// -- Tests ---------------------------------------------------------

#[cfg(test)]
mod tests {
    use super::*;

    #[test]
    fn params_round_trip() {
        let json = r#"{
            "seed": 42,
            "n_rectangles": 10,
            "n_boxes": 5,
            "n_spheres": 2
        }"#;
        let params: WorldParams =
            serde_json::from_str(json).expect("deserialize");
        assert_eq!(params.seed, 42);
        assert_eq!(params.n_rectangles, Some(10));
        assert_eq!(params.wall_thickness, 0.1);
        assert_eq!(params.wall_height, 2.0);
        assert_eq!(params.x_room_range, 50.0);
        assert_eq!(params.world_name, "pcg_sample");
        assert!(params.attach_models);
        params.validate().expect("valid");

        let out = serde_json::to_string(&params).expect("serialize");
        let _: WorldParams =
            serde_json::from_str(&out).expect("re-deserialize");
    }

    #[test]
    fn both_modes_rejected() {
        let params: WorldParams = serde_json::from_str(
            r#"{"seed": 1, "n_rectangles": 3, "n_points": 10}"#,
        )
        .expect("deserialize");
        assert!(params.validate().is_err());
    }

    #[test]
    fn neither_mode_rejected() {
        let params: WorldParams =
            serde_json::from_str(r#"{"seed": 1}"#).expect("deserialize");
        assert!(params.validate().is_err());
    }

    #[test]
    fn non_positive_thickness_rejected() {
        let params: WorldParams = serde_json::from_str(
            r#"{"seed": 1, "n_rectangles": 3, "wall_thickness": 0.0}"#,
        )
        .expect("deserialize");
        assert!(params.validate().is_err());
    }

    #[test]
    fn policy_rule_schema() {
        let policy: PlacementPolicy = serde_json::from_str(
            r#"{"dofs": ["x", "y"], "tag": "workspace",
                "workspace": "room_workspace"}"#,
        )
        .expect("deserialize");
        assert_eq!(policy.dofs, vec![Dof::X, Dof::Y]);
        match policy.rule {
            PolicyRule::Workspace { ref workspace } => {
                assert_eq!(workspace, "room_workspace");
            }
            _ => panic!("expected workspace rule"),
        }

        let uniform: PlacementPolicy = serde_json::from_str(
            r#"{"dofs": ["yaw"], "tag": "uniform",
                "mean": 0.0, "min": -3.14, "max": 3.14}"#,
        )
        .expect("deserialize");
        assert!(matches!(uniform.rule, PolicyRule::Uniform { .. }));
    }

    #[test]
    fn scene_add_model_replaces_in_place() {
        let mut scene = Scene::new("test");
        scene.add_model(Model {
            name: "a".to_string(),
            pose: Pose::default(),
            solids: vec![],
        });
        scene.add_model(Model {
            name: "b".to_string(),
            pose: Pose::default(),
            solids: vec![],
        });
        scene.add_model(Model {
            name: "a".to_string(),
            pose: Pose::translation(1.0, 0.0, 0.0),
            solids: vec![],
        });
        assert_eq!(scene.models.len(), 2);
        assert_eq!(scene.models[0].name, "a");
        assert_eq!(scene.models[0].pose.x, 1.0);
    }

    #[test]
    fn upright_box_support_is_half_height() {
        let shape = Shape::Box {
            size: [1.0, 2.0, 3.0],
        };
        assert!((shape.support_down(0.0, 0.0) - 1.5).abs() < 1e-12);
    }

    #[test]
    fn rolled_box_support_uses_depth() {
        let shape = Shape::Box {
            size: [1.0, 2.0, 3.0],
        };
        let support =
            shape.support_down(std::f64::consts::FRAC_PI_2, 0.0);
        assert!((support - 1.0).abs() < 1e-9);
    }

    #[test]
    fn sphere_support_is_radius() {
        let shape = Shape::Sphere { radius: 0.4 };
        assert!((shape.support_down(1.0, 2.0) - 0.4).abs() < 1e-12);
    }

    #[test]
    fn tilted_cylinder_support() {
        let shape = Shape::Cylinder {
            radius: 0.5,
            length: 2.0,
        };
        // Lying flat on its side: the radius carries the height.
        let flat = shape.support_down(0.0, std::f64::consts::FRAC_PI_2);
        assert!((flat - 0.5).abs() < 1e-9);
        // Upright: half the length.
        let up = shape.support_down(0.0, 0.0);
        assert!((up - 1.0).abs() < 1e-12);
    }

    #[test]
    fn sample_rule_bounds() {
        let mut rng = Pcg32::new(3, 1);
        let rule = SampleRule::Uniform { min: 0.1, max: 1.0 };
        for _ in 0..100 {
            let v = rule.sample(&mut rng);
            assert!((0.1..1.0).contains(&v));
        }
        assert_eq!(SampleRule::Fixed(0.7).sample(&mut rng), 0.7);
    }
}
//! Asset catalog and mesh library registries.
//!
//! Both are explicit constructed objects handed to the components
//! that need them; their lifecycle is tied to one generation session.

use std::collections::HashMap;

use serde::{Deserialize, Serialize};

use crate::error::{Error, Result};
use crate::types::AssetDescriptor;

/// Mapping from asset tag to its generative description, in
/// registration order.
#[derive(Debug, Default)]
pub struct AssetCatalog {
    entries: Vec<AssetDescriptor>,
}

impl AssetCatalog {
    pub fn new() -> Self {
        Self::default()
    }

    /// Register a descriptor, replacing an existing one with the same
    /// tag in place.
    pub fn register(&mut self, descriptor: AssetDescriptor) {
        if let Some(slot) = self
            .entries
            .iter_mut()
            .find(|d| d.tag == descriptor.tag)
        {
            *slot = descriptor;
        } else {
            self.entries.push(descriptor);
        }
    }

    pub fn lookup(&self, tag: &str) -> Result<&AssetDescriptor> {
        self.entries.iter().find(|d| d.tag == tag).ok_or_else(|| {
            Error::config(format!("unknown asset reference '{tag}'"))
        })
    }

    /// Tags in registration order.
    pub fn tags(&self) -> impl Iterator<Item = &str> {
        self.entries.iter().map(|d| d.tag.as_str())
    }

    pub fn is_empty(&self) -> bool {
        self.entries.is_empty()
    }
}

/// A named mesh resource: file path plus uniform scale. Mesh content
/// is never validated here.
#[derive(Debug, Clone, PartialEq, Serialize, Deserialize)]
pub struct MeshRef {
    pub path: String,
    pub scale: f64,
}

/// Named registry of loaded mesh descriptions.
#[derive(Debug, Default)]
pub struct MeshLibrary {
    entries: HashMap<String, MeshRef>,
}

impl MeshLibrary {
    pub fn new() -> Self {
        Self::default()
    }

    /// Idempotent: storing under an existing name overwrites.
    pub fn store(
        &mut self,
        name: impl Into<String>,
        path: impl Into<String>,
        scale: f64,
    ) {
        self.entries.insert(
            name.into(),
            MeshRef {
                path: path.into(),
                scale,
            },
        );
    }

    pub fn get(&self, name: &str) -> Result<&MeshRef> {
        self.entries.get(name).ok_or_else(|| {
            Error::config(format!("unknown mesh reference '{name}'"))
        })
    }
}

- [Exercise brief]: Filter the data down to the lines that contain the string "Result", and copy them.

- [Task answer]:
use crate::error::{Error, Result};
    pub fn lookup(&self, tag: &str) -> Result<&AssetDescriptor> {
    pub fn get(&self, name: &str) -> Result<&MeshRef> {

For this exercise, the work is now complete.